■ What is needed
Return an exact transcript of the material below from the line containing "self.clock.now_us()" through its final line, and no other lines.
################
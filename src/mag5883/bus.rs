// This code is provided under the MIT license.

use embedded_hal::delay::DelayNs;
use embedded_hal::i2c::{I2c, SevenBitAddress};

/// Two-wire transport contract the sensor drivers consume.
///
/// The shape follows the classic Wire bus model: write a register address,
/// request a number of bytes, then consume them one at a time once they are
/// reported available. The microsecond clock backs the HMC5883L read
/// deadline and must be monotonic (wrapping is fine).
///
/// A `&mut` reference to a bus is itself a bus, so a driver can borrow a
/// transport owned elsewhere instead of taking it over.
pub trait MagBus {
    /// Error type for failed transactions.
    type Error;

    /// Sends `bytes` to the device at `addr` in a single transaction.
    /// An empty payload is a plain address probe.
    fn write(&mut self, addr: u8, bytes: &[u8]) -> Result<(), Self::Error>;

    /// Asks the device at `addr` for `count` bytes. `stop` requests a stop
    /// condition after the transfer. The bytes become observable through
    /// [`MagBus::available`] and are consumed with [`MagBus::read_byte`].
    fn request_from(&mut self, addr: u8, count: usize, stop: bool) -> Result<(), Self::Error>;

    /// Number of requested bytes buffered and not yet consumed.
    fn available(&mut self) -> usize;

    /// Consumes one buffered byte. Returns 0 when nothing is buffered.
    fn read_byte(&mut self) -> u8;

    /// Monotonic microsecond timestamp. Wraps around at `u32::MAX`.
    fn micros(&mut self) -> u32;

    /// Blocks for `ms` milliseconds.
    fn delay_ms(&mut self, ms: u32);
}

impl<T: MagBus + ?Sized> MagBus for &mut T {
    type Error = T::Error;

    fn write(&mut self, addr: u8, bytes: &[u8]) -> Result<(), Self::Error> {
        (**self).write(addr, bytes)
    }

    fn request_from(&mut self, addr: u8, count: usize, stop: bool) -> Result<(), Self::Error> {
        (**self).request_from(addr, count, stop)
    }

    fn available(&mut self) -> usize {
        (**self).available()
    }

    fn read_byte(&mut self) -> u8 {
        (**self).read_byte()
    }

    fn micros(&mut self) -> u32 {
        (**self).micros()
    }

    fn delay_ms(&mut self, ms: u32) {
        (**self).delay_ms(ms)
    }
}

/// Monotonic microsecond time source for [`I2cBus`].
///
/// embedded-hal has no clock trait, so the adapter takes one of these.
/// Any `FnMut() -> u32` closure qualifies.
pub trait MicrosClock {
    /// Current timestamp in microseconds; wrapping is fine.
    fn now_us(&mut self) -> u32;
}

impl<F: FnMut() -> u32> MicrosClock for F {
    fn now_us(&mut self) -> u32 {
        self()
    }
}

const RX_CAPACITY: usize = 8;

/// [`MagBus`] adapter over an embedded-hal I2C bus, a delay provider and a
/// microsecond clock.
///
/// `request_from` performs the blocking read immediately and buffers the
/// result, so `available` reports the full count as soon as the transfer
/// finished. Requests are capped at 8 bytes, enough for a 6-byte sample.
pub struct I2cBus<I2C, D, C> {
    i2c: I2C,
    delay: D,
    clock: C,
    rx: [u8; RX_CAPACITY],
    len: usize,
    pos: usize,
}

impl<I2C, D, C> I2cBus<I2C, D, C> {
    /// Creates an adapter from its three parts.
    pub fn new(i2c: I2C, delay: D, clock: C) -> Self {
        I2cBus {
            i2c,
            delay,
            clock,
            rx: [0; RX_CAPACITY],
            len: 0,
            pos: 0,
        }
    }

    /// Releases the wrapped parts.
    pub fn destroy(self) -> (I2C, D, C) {
        (self.i2c, self.delay, self.clock)
    }
}

impl<I2C, D, C, E> MagBus for I2cBus<I2C, D, C>
where
    I2C: I2c<SevenBitAddress, Error = E>,
    D: DelayNs,
    C: MicrosClock,
{
    type Error = E;

    fn write(&mut self, addr: u8, bytes: &[u8]) -> Result<(), Self::Error> {
        self.i2c.write(addr, bytes)
    }

    // embedded-hal reads always issue a stop condition, so `stop` is moot here
    fn request_from(&mut self, addr: u8, count: usize, _stop: bool) -> Result<(), Self::Error> {
        let count = count.min(RX_CAPACITY);
        self.i2c.read(addr, &mut self.rx[..count])?;
        self.len = count;
        self.pos = 0;
        Ok(())
    }

    fn available(&mut self) -> usize {
        self.len - self.pos
    }

    fn read_byte(&mut self) -> u8 {
        if self.pos < self.len {
            let byte = self.rx[self.pos];
            self.pos += 1;
            byte
        } else {
            0
        }
    }

    fn micros(&mut self) -> u32 {
        self.clock.now_us()
    }

    fn delay_ms(&mut self, ms: u32) {
        self.delay.delay_ms(ms)
    }
}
################
■ Task output
        self.clock.now_us()
    }

    fn delay_ms(&mut self, ms: u32) {
        self.delay.delay_ms(ms)
    }
}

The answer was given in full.